Rosazea: Ätiologie, Diagnostik und aktuelle Therapieoptionen

Prof. Dr. med. Peter Arne Gerber

6.5.2022

Rosazea, eine der häufigsten chronisch-entzündlichen Hauterkrankungen, steht den Betroffenen buchstäblich „ins Gesicht geschrieben“. Das kann zu erheblichen Einbußen der Lebensqualität führen, sodass eine frühzeitige Diagnosestellung und Einleitung einer adäquaten, symptomorientierten Behandlung essenziell ist.

In Deutschland leiden schätzungsweise 12 % der Erwachsenen an einer Rosazea. Bei Frauen tritt diese Gesichtsdermatose typischerweise ab dem 35. Lebensjahr auf, während Männer ab dem 50. Lebensjahr erkranken. Charakteristischerweise verläuft die Erkrankung chronisch-schubhaft mit unterschiedlicher Krankheitsausprägung und manifestiert sich mit einem klinisch heterogenen Erscheinungsbild. Sie tritt vorrangig im Gesicht auf, wobei Stirn, Nase, Kinn und Wangen am häufigsten betroffen sind (Abb.). Bei rund 20 % der Rosazea-Patienten mit kutanen Symptomen findet sich zudem eine Augenbeteiligung (Rosacea ophthalmica).
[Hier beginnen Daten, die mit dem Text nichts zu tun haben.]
//! Shared test fixtures for integration and E2E CLI tests.
#![allow(dead_code)] // Not every test binary uses every fixture

use cabinetdraft::models::{
    CabinetUnit, DesignCategory, EquipmentDescriptor, ModuleType, StructuredDesignData,
};
use serde_json::{json, Value};
use std::fs;
use std::path::{Path, PathBuf};
use std::process::Command;
use tempfile::TempDir;

/// Path to the cabinetdraft binary
pub fn cabinetdraft_bin() -> &'static str {
    env!("CARGO_BIN_EXE_cabinetdraft")
}

/// A sink wall in loose JSON form, the way the analysis pipeline emits it.
///
/// 3600 mm wall with a sink base (800, 2 doors), a drawer bank (600, 3
/// drawers), a cooktop base (800, 1 door) and one wall unit (900, 2 doors).
pub fn sink_design_json() -> Value {
    json!({
        "category": "sink",
        "style": "modern",
        "wall": {"width_mm": 3600, "height_mm": 2400, "confidence": 0.9, "tile_type": "ceramic"},
        "utilities": {
            "water": {"detected": true, "from_origin_mm": 400},
            "exhaust": {"detected": true, "from_origin_mm": 1800},
            "gas": {"detected": false, "from_origin_mm": 0}
        },
        "layout": {"direction": "straight", "total_width_mm": 3600},
        "cabinets": {
            "lower": [
                {"w": 800, "doors": 2, "kind": "sink"},
                {"w": 600, "doors": 3, "kind": "drawer"},
                {"w": 800, "doors": 1, "kind": "cooktop"}
            ],
            "upper": [
                {"width_mm": 900, "door_count": 2}
            ]
        },
        "equipment": {
            "sink": {"model": "Undermount 760", "width_mm": 760, "center_mm": 400},
            "faucet": {"model": "Pull-out"},
            "cooktop": {"width_mm": 600},
            "hood": {}
        },
        "materials": {
            "door_color": "white",
            "door_finish": "matte",
            "countertop": "Quartz 12T",
            "handle_type": "bar"
        }
    })
}

/// The same sink wall as a canonical model.
pub fn sink_design() -> StructuredDesignData {
    let mut design = StructuredDesignData::new(DesignCategory::Sink);
    design.style = "modern".to_string();
    design.wall.width_mm = 3600.0;
    design.wall.height_mm = 2400.0;
    design.wall.tile_type = Some("ceramic".to_string());
    design.utilities.water.detected = true;
    design.utilities.water.from_origin_mm = 400.0;
    design.utilities.exhaust.detected = true;
    design.utilities.exhaust.from_origin_mm = 1800.0;
    design.layout.total_width_mm = 3600.0;
    design.cabinets.lower = vec![
        CabinetUnit::new(0.0, 800.0, 2).with_type(ModuleType::Sink),
        CabinetUnit::drawer(800.0, 600.0, 3),
        CabinetUnit::new(1400.0, 800.0, 1).with_type(ModuleType::Cooktop),
    ];
    design.cabinets.upper = vec![CabinetUnit::new(0.0, 900.0, 2)];
    design.equipment.sink = Some(EquipmentDescriptor {
        model: Some("Undermount 760".to_string()),
        width_mm: Some(760.0),
        depth_mm: None,
        center_mm: Some(400.0),
    });
    design.equipment.faucet = Some(EquipmentDescriptor {
        model: Some("Pull-out".to_string()),
        ..EquipmentDescriptor::default()
    });
    design.equipment.cooktop = Some(EquipmentDescriptor {
        width_mm: Some(600.0),
        ..EquipmentDescriptor::default()
    });
    design.equipment.hood = Some(EquipmentDescriptor::default());
    design.materials.door_color = "white".to_string();
    design.materials.door_finish = "matte".to_string();
    design.materials.countertop = "Quartz 12T".to_string();
    design.materials.handle_type = "bar".to_string();
    design
}

/// Writes `value` as JSON to `path`.
pub fn write_json(value: &Value, path: &Path) -> std::io::Result<()> {
    let content = serde_json::to_string_pretty(value).expect("Failed to serialize JSON");
    fs::write(path, content)
}

/// Creates a design file in a temp directory and returns the path.
pub fn create_temp_design_file(design: &Value) -> (PathBuf, TempDir) {
    let temp_dir = TempDir::new().expect("Failed to create temp dir");
    let design_path = temp_dir.path().join("design.json");
    write_json(design, &design_path).expect("Failed to write design file");
    (design_path, temp_dir)
}

/// A cabinetdraft command whose config directory is `config_dir`.
///
/// Keeps tests away from the real rule document.
pub fn isolated_command(config_dir: &Path) -> Command {
    let mut command = Command::new(cabinetdraft_bin());
    command.env("CABINETDRAFT_CONFIG_DIR", config_dir);
    command
}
Klinisches Bild: ROSCO-Einteilung nach Phänotypen

Die früher verwendete Einteilung in Stadien bzw. nach vordefinierten Subtypen ist heute nicht mehr gebräuchlich, da diese der Realität der Erkrankung nicht gerecht wurde. Das klinische Bild der Rosazea ist von verschiedenen Erscheinungsformen geprägt, deren Übergänge häufig fließend sind, und die Symp­tome treten meist parallel auf. Gemäß einem internationalen Expertenkonsens (ROSacea COnsensus, ROSCO) wird die Erkrankung daher nach den verschiedenen Phänotypen eingeteilt, basierend auf Anzeichen und Symptomen des Krankheitsbilds (Tab. 1). Demnach ist ein persistierendes zentrofaziales Erythem in Verbindung mit einer periodischen Verstärkung durch potenzielle Triggerfaktoren (v. a. Hitze/Kälte, Alkohol, scharfe Speisen, UV-Licht) ein minimales diagnostisches Merkmal der Rosazea.

Differenzialdiagnosen

Zu einer der wichtigen Differenzialdiagnosen eines anhaltenden rosazeabedingten Erythems gehört der systemische Lupus erythematodes (SLE), dessen Schmetterlingserythem mit einer erythematösen Rosazea verwechselt werden kann. Hilfreich bei der Unterscheidung sind Teleangiektasien, die beim SLE charakteristischerweise ebenso fehlen wie Papeln und Pusteln. Wenn diese Effloreszenzen vorhanden sind, ähnelt die Rosazea auf den ersten Blick einer Akne. Bei Akne imponieren jedoch offene und geschlossene Komedonen (Mitesser), die nicht zum Bild der Rosazea gehören. Auch in diesem Fall dienen Teleangiektasien als wichtiges  Unterscheidungsmerkmal, denn diese sind bei Rosazea häufig vorhanden, bei Akne jedoch nicht. Ebenso kann das Lebensalter Hinweise geben: Während eine Rosazea meist erst im mittleren Erwachsenenalter beginnt, kommt Akne bei Jugendlichen (zu Beginn der Pubertät) und jungen Erwachsenen häufiger vor.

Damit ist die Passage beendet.